• _TASK TO CARRY OUT_: Output exactly, with nothing added, the entries from the first line through the line with "a kind paired".

___ INPUT MATERIAL

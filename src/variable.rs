//! Variable kinds and addressing for the LOGO! web protocol.
//!
//! This module defines the [`VariableKind`] enum, the closed set of memory and
//! I/O regions the web interface exposes, and [`VariableRef`], a kind paired
//! with an address inside that region.
//!
//! # Variable Kinds Overview
//!
//! | Kind | Description | Type Code |
//! |------|-------------|:---------:|
//! | VM | Variable Memory | 132 |
//! | I | Inputs | 129 |
//! | NetI | Network Inputs | 16 |
//! | Q | Outputs | 130 |
//! | NetQ | Network Outputs | 17 |
//! | M | Memory (flags) | 131 |
//! | AI | Analog Inputs | 18 |
//! | NetAI | Network Analog Inputs | 21 |
//! | AQ | Analog Outputs | 19 |
//! | NetAQ | Network Analog Outputs | 22 |
//! | AM | Analog Memory | 20 |
//!
//! # Example
//!
//! ```
//! use logo_web::{VariableKind, VariableRef};
//!
//! let var: VariableRef = "NetAI12".parse().unwrap();
//! assert_eq!(var.kind, VariableKind::NetAI);
//! assert_eq!(var.address, 12);
//! assert_eq!(var.kind.type_code(), 21);
//! assert_eq!(var.to_string(), "NetAI12");
//! ```

use std::fmt;
use std::str::FromStr;

use crate::error::{LogoError, Result};

/// Memory and I/O regions of a LOGO! controller.
///
/// The numeric type code of each kind is part of the wire protocol and
/// never varies.
#[derive(Debug, Clone, Copy, PartialEq, Eq, Hash)]
#[cfg_attr(feature = "serde", derive(serde::Serialize, serde::Deserialize))]
pub enum VariableKind {
    /// Variable memory.
    VM,
    /// Digital inputs.
    I,
    /// Network digital inputs.
    NetI,
    /// Digital outputs.
    Q,
    /// Network digital outputs.
    NetQ,
    /// Memory flags.
    M,
    /// Analog inputs.
    AI,
    /// Network analog inputs.
    NetAI,
    /// Analog outputs.
    AQ,
    /// Network analog outputs.
    NetAQ,
    /// Analog memory.
    AM,
}

impl VariableKind {
    /// Every supported kind, in protocol table order.
    pub const ALL: [VariableKind; 11] = [
        VariableKind::VM,
        VariableKind::I,
        VariableKind::NetI,
        VariableKind::Q,
        VariableKind::NetQ,
        VariableKind::M,
        VariableKind::AI,
        VariableKind::NetAI,
        VariableKind::AQ,
        VariableKind::NetAQ,
        VariableKind::AM,
    ];

    /// Returns the numeric type code used on the wire for this kind.
    ///
    /// # Example
    ///
    /// ```
    /// use logo_web::VariableKind;
    ///
    /// assert_eq!(VariableKind::VM.type_code(), 132);
    /// assert_eq!(VariableKind::Q.type_code(), 130);
    /// ```
    pub const fn type_code(self) -> u8 {
        match self {
            VariableKind::VM => 132,
            VariableKind::I => 129,
            VariableKind::NetI => 16,
            VariableKind::Q => 130,
            VariableKind::NetQ => 17,
            VariableKind::M => 131,
            VariableKind::AI => 18,
            VariableKind::NetAI => 21,
            VariableKind::AQ => 19,
            VariableKind::NetAQ => 22,
            VariableKind::AM => 20,
        }
    }

    /// Looks a kind up by its wire type code.
    pub fn from_type_code(code: u8) -> Option<Self> {
        Self::ALL.into_iter().find(|kind| kind.type_code() == code)
    }

    /// Returns the symbolic name used in variable names (`"NetAI"`, `"VM"`, ...).
    pub const fn name(self) -> &'static str {
        match self {
            VariableKind::VM => "VM",
            VariableKind::I => "I",
            VariableKind::NetI => "NetI",
            VariableKind::Q => "Q",
            VariableKind::NetQ => "NetQ",
            VariableKind::M => "M",
            VariableKind::AI => "AI",
            VariableKind::NetAI => "NetAI",
            VariableKind::AQ => "AQ",
            VariableKind::NetAQ => "NetAQ",
            VariableKind::AM => "AM",
        }
    }

    /// Returns a human readable description of the region.
    pub const fn description(self) -> &'static str {
        match self {
            VariableKind::VM => "Variable Memory",
            VariableKind::I => "Inputs",
            VariableKind::NetI => "Network Inputs",
            VariableKind::Q => "Outputs",
            VariableKind::NetQ => "Network Outputs",
            VariableKind::M => "Memory",
            VariableKind::AI => "Analog Inputs",
            VariableKind::NetAI => "Network Analog Inputs",
            VariableKind::AQ => "Analog Outputs",
            VariableKind::NetAQ => "Network Analog Outputs",
            VariableKind::AM => "Analog Memory",
        }
    }

    /// Returns whether values of this kind are analog words rather than bits.
    ///
    /// ```
    /// use logo_web::VariableKind;
    ///
    /// assert!(VariableKind::NetAQ.is_analog());
    /// assert!(!VariableKind::Q.is_analog());
    /// ```
    pub fn is_analog(self) -> bool {
        matches!(
            self,
            VariableKind::AI
                | VariableKind::NetAI
                | VariableKind::AQ
                | VariableKind::NetAQ
                | VariableKind::AM
        )
    }

    /// Returns whether this kind lives in the network I/O image.
    pub fn is_network(self) -> bool {
        matches!(
            self,
            VariableKind::NetI
                | VariableKind::NetQ
                | VariableKind::NetAI
                | VariableKind::NetAQ
        )
    }
}

impl fmt::Display for VariableKind {
    fn fmt(&self, f: &mut fmt::Formatter<'_>) -> fmt::Result {
        f.write_str(self.name())
    }
}

impl FromStr for VariableKind {
    type Err = LogoError;

    fn from_str(s: &str) -> Result<Self> {
        Self::ALL
            .into_iter()
            .find(|kind| kind.name() == s)
            .ok_or_else(|| LogoError::variable(s, "unsupported variable kind"))
    }
}

/// A variable on the controller: a kind plus an address within it.
///
/// # Example
///
/// ```
/// use logo_web::{VariableKind, VariableRef};
///
/// let var = VariableRef::new(VariableKind::VM, 10);
/// assert_eq!(var.to_string(), "VM10");
/// assert_eq!("VM10".parse::<VariableRef>().unwrap(), var);
/// ```
#[derive(Debug, Clone, Copy, PartialEq, Eq, Hash)]
#[cfg_attr(feature = "serde", derive(serde::Serialize, serde::Deserialize))]
pub struct VariableRef {
    /// Region the variable lives in.
    pub kind: VariableKind,
    /// Index within the region.
    pub address: u32,
}

impl VariableRef {
    /// Creates a new variable reference.
    pub fn new(kind: VariableKind, address: u32) -> Self {
        Self { kind, address }
    }

    /// Parses a symbolic name such as `"VM0"` or `"NetAI12"`.
    ///
    /// The name is split at its first digit: everything before it is the
    /// kind, everything from it onward is the address.
    ///
    /// # Errors
    ///
    /// Returns `LogoError::Variable` if the name has no digit, the kind is
    /// not supported, or the address is not a plain decimal number.
    ///
    /// # Example
    ///
    /// ```
    /// use logo_web::{VariableKind, VariableRef};
    ///
    /// let var = VariableRef::parse("Q3").unwrap();
    /// assert_eq!(var, VariableRef::new(VariableKind::Q, 3));
    ///
    /// assert!(VariableRef::parse("Q").is_err());
    /// assert!(VariableRef::parse("XX5").is_err());
    /// ```
    pub fn parse(name: &str) -> Result<Self> {
        let split = name
            .find(|c: char| c.is_ascii_digit())
            .ok_or_else(|| LogoError::variable(name, "missing address digits"))?;
        let (kind_token, address_token) = name.split_at(split);

        let kind = kind_token.parse::<VariableKind>()?;

        if !address_token.bytes().all(|b| b.is_ascii_digit()) {
            return Err(LogoError::variable(
                address_token,
                "address must be a decimal number",
            ));
        }
        let address = address_token
            .parse::<u32>()
            .map_err(|e| LogoError::variable(address_token, e.to_string()))?;

        Ok(Self { kind, address })
    }

    /// Returns the wire type code of this variable's kind.
    pub fn type_code(&self) -> u8 {
        self.kind.type_code()
    }
}

impl fmt::Display for VariableRef {
    fn fmt(&self, f: &mut fmt::Formatter<'_>) -> fmt::Result {
        write!(f, "{}{}", self.kind, self.address)
    }
}

impl FromStr for VariableRef {
    type Err = LogoError;

    fn from_str(s: &str) -> Result<Self> {
        Self::parse(s)
    }
}

#[cfg(test)]
mod tests {
    use super::*;

    #[test]
    fn test_type_codes() {
        assert_eq!(VariableKind::VM.type_code(), 132);
        assert_eq!(VariableKind::I.type_code(), 129);
        assert_eq!(VariableKind::NetI.type_code(), 16);
        assert_eq!(VariableKind::Q.type_code(), 130);
        assert_eq!(VariableKind::NetQ.type_code(), 17);
        assert_eq!(VariableKind::M.type_code(), 131);
        assert_eq!(VariableKind::AI.type_code(), 18);
        assert_eq!(VariableKind::NetAI.type_code(), 21);
        assert_eq!(VariableKind::AQ.type_code(), 19);
        assert_eq!(VariableKind::NetAQ.type_code(), 22);
        assert_eq!(VariableKind::AM.type_code(), 20);
    }

    #[test]
    fn test_from_type_code() {
        for kind in VariableKind::ALL {
            assert_eq!(VariableKind::from_type_code(kind.type_code()), Some(kind));
        }
        assert_eq!(VariableKind::from_type_code(0), None);
    }

    #[test]
    fn test_kind_names_parse_back() {
        for kind in VariableKind::ALL {
            assert_eq!(kind.name().parse::<VariableKind>().unwrap(), kind);
        }
    }

    #[test]
    fn test_kind_name_is_case_sensitive() {
        assert!("vm".parse::<VariableKind>().is_err());
        assert!("NETAI".parse::<VariableKind>().is_err());
    }

    #[test]
    fn test_parse_simple() {
        let var = VariableRef::parse("VM0").unwrap();
        assert_eq!(var.kind, VariableKind::VM);
        assert_eq!(var.address, 0);
    }

    #[test]
    fn test_parse_multi_digit_address() {
        let var = VariableRef::parse("NetAI12").unwrap();
        assert_eq!(var.kind, VariableKind::NetAI);
        assert_eq!(var.address, 12);
    }

    #[test]
    fn test_parse_single_letter_kinds() {
        assert_eq!(
            VariableRef::parse("I1").unwrap(),
            VariableRef::new(VariableKind::I, 1)
        );
        assert_eq!(
            VariableRef::parse("M27").unwrap(),
            VariableRef::new(VariableKind::M, 27)
        );
    }

    #[test]
    fn test_parse_no_digit() {
        match VariableRef::parse("Q") {
            Err(LogoError::Variable { token, .. }) => assert_eq!(token, "Q"),
            other => panic!("expected variable error, got {:?}", other),
        }
    }

    #[test]
    fn test_parse_unknown_kind() {
        match VariableRef::parse("XX5") {
            Err(LogoError::Variable { token, .. }) => assert_eq!(token, "XX"),
            other => panic!("expected variable error, got {:?}", other),
        }
    }

    #[test]
    fn test_parse_empty_kind() {
        match VariableRef::parse("12") {
            Err(LogoError::Variable { token, .. }) => assert_eq!(token, ""),
            other => panic!("expected variable error, got {:?}", other),
        }
    }

    #[test]
    fn test_parse_trailing_garbage() {
        match VariableRef::parse("VM1a") {
            Err(LogoError::Variable { token, .. }) => assert_eq!(token, "1a"),
            other => panic!("expected variable error, got {:?}", other),
        }
    }

    #[test]
    fn test_parse_address_overflow() {
        assert!(VariableRef::parse("VM99999999999").is_err());
    }

    #[test]
    fn test_parse_leading_zeros_normalized() {
        let var = VariableRef::parse("VM007").unwrap();
        assert_eq!(var, VariableRef::new(VariableKind::VM, 7));
        assert_eq!(var.to_string(), "VM7");
    }

    #[test]
    fn test_display() {
        assert_eq!(VariableKind::NetAQ.to_string(), "NetAQ");
        assert_eq!(VariableRef::new(VariableKind::AM, 4).to_string(), "AM4");
    }

    #[test]
    fn test_analog_and_network_flags() {
        assert!(VariableKind::AM.is_analog());
        assert!(!VariableKind::VM.is_analog());
        assert!(VariableKind::NetI.is_network());
        assert!(!VariableKind::I.is_network());
    }
}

______

• _ANSWER BELOW_:
filename src/variable.rs
//! Variable kinds and addressing for the LOGO! web protocol.
//!
//! This module defines the [`VariableKind`] enum, the closed set of memory and
//! I/O regions the web interface exposes, and [`VariableRef`], a kind paired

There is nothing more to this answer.